O diretor chileno Pablo Larraín tem as cinebiografias fabulares e contemplativas como marca registrada (Neruda, Jackie, Spencer, El Conde) e Maria Callas segue o mesmo caminho, buscando menos uma historicização objetiva e mais a captura de um estado de espírito - neste caso, de melancolia e morbidez. Enquanto esse método de idas e vindas na narrativa tinha um efeito poderoso no recorte da morte de Kennedy em Jackie e a contemplação sombria criava uma tensão crescente apropriadamente angustiante em Spencer, desta vez Larraín parece simplesmente reiterar esses maneirismos envaidecidos sem propor nada além do fetiche.

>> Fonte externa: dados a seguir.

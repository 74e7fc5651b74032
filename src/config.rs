//! Cache configuration.
//!
//! Controls the cache toggle, the artifact file-cache layer and the list of
//! tracked collections, typically via a `[cache]` table in the host's TOML
//! configuration:
//!
//! ```toml
//! [cache]
//! enabled = true
//! file_cache = true
//! collections = ["blog", "news"]
//! ```

use serde::Deserialize;

use crate::error::CacheError;

const DEFAULT_TTL_SECS: u64 = 0; // 0 = store default / never expires

/// Cache configuration consumed by the core.
#[derive(Debug, Clone, Deserialize)]
#[serde(default)]
pub struct CacheConfig {
    /// Master switch. When off, every guard reports `needs_update`
    /// immediately and nothing is ever served from cache.
    pub enabled: bool,
    /// Enable the artifact store layer. When off, guards neither read nor
    /// write stored artifacts (every request recomputes).
    pub file_cache: bool,
    /// Collections whose membership is tracked in the dependency index.
    pub collections: CollectionTracking,
    /// TTL applied to artifact writes unless a guard overrides it.
    pub default_ttl_secs: u64,
}

impl Default for CacheConfig {
    fn default() -> Self {
        Self {
            enabled: true,
            file_cache: true,
            collections: CollectionTracking::default(),
            default_ttl_secs: DEFAULT_TTL_SECS,
        }
    }
}

/// Which collections to track: disabled, a single name, or a list.
///
/// Accepts the three shapes hosts commonly configure: `false`, `"blog"`,
/// or `["blog", "news"]`.
#[derive(Debug, Clone, PartialEq, Deserialize)]
#[serde(untagged)]
pub enum CollectionTracking {
    Toggle(bool),
    One(String),
    Many(Vec<String>),
}

impl Default for CollectionTracking {
    fn default() -> Self {
        Self::Toggle(false)
    }
}

impl CollectionTracking {
    /// The configured collection names. `Toggle` carries none either way:
    /// `false` disables tracking and a bare `true` names nothing to track.
    pub fn names(&self) -> &[String] {
        match self {
            Self::Toggle(_) => &[],
            Self::One(name) => std::slice::from_ref(name),
            Self::Many(names) => names,
        }
    }

    pub fn is_empty(&self) -> bool {
        self.names().is_empty()
    }
}

impl CacheConfig {
    /// Parse a `CacheConfig` from a TOML fragment.
    pub fn from_toml(source: &str) -> Result<Self, CacheError> {
        toml::from_str(source)
            .map_err(|err| CacheError::configuration(format!("invalid cache config: {err}")))
    }
}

O sofrimento da personagem é, essencialmente, por perder aquilo de que toda a sua vida e adoração dependeram - sua voz. O ponto central da construção narrativa, portanto, é como essa dor coloca a protagonista em um estado de negação absoluta da falta de adoração. É um drama naturalmente algo impenetrável, mas que a abordagem da direção de fotografia aliada à interpretação ensimesmada de Angelina Jolie tornam ainda mais distanciado. Apesar da tentativa do texto de estabelecer as diferenças entre a 'Maria' (mulher) e a 'Callas' (diva), as cenas se acumulam como poses de um ensaio fotográfico sem jamais expor a humanidade daquelas figuras.

Maria parece sempre perfeitamente maquiada dentro do seu apartamento, se dirige a todos a sua volta (imaginados ou reais) como se estivesse declamando um texto irônico e toma os remédios escondida como se de fato estivesse sendo filmada. Essa artificialidade da condução de Larraín (respaldada por uma Jolie na sua investida mais radical para vencer seu segundo Oscar) impede a presença de arestas em Maria Callas, que, tal como sua atriz principal, demonstra menos o interesse real em conhecer e exteriorizar essa pessoa e mais em uma validação por parte da temporada de premiações.

Salvo pelas atuações de Pierfrancesco Favino e da governanta Valeria Golino, peões devotos da protagonista que a orbitam como rêmoras, o filme é um réquiem soprano para a voz de uma cantora da qual a plateia termina conhecendo menos do que quando entrou na sessão. Mais do que Maria ou do que Callas, o que se sobressai de fato no filme de Larraín são os olhares e posições ostentosos de Angelina Jolie.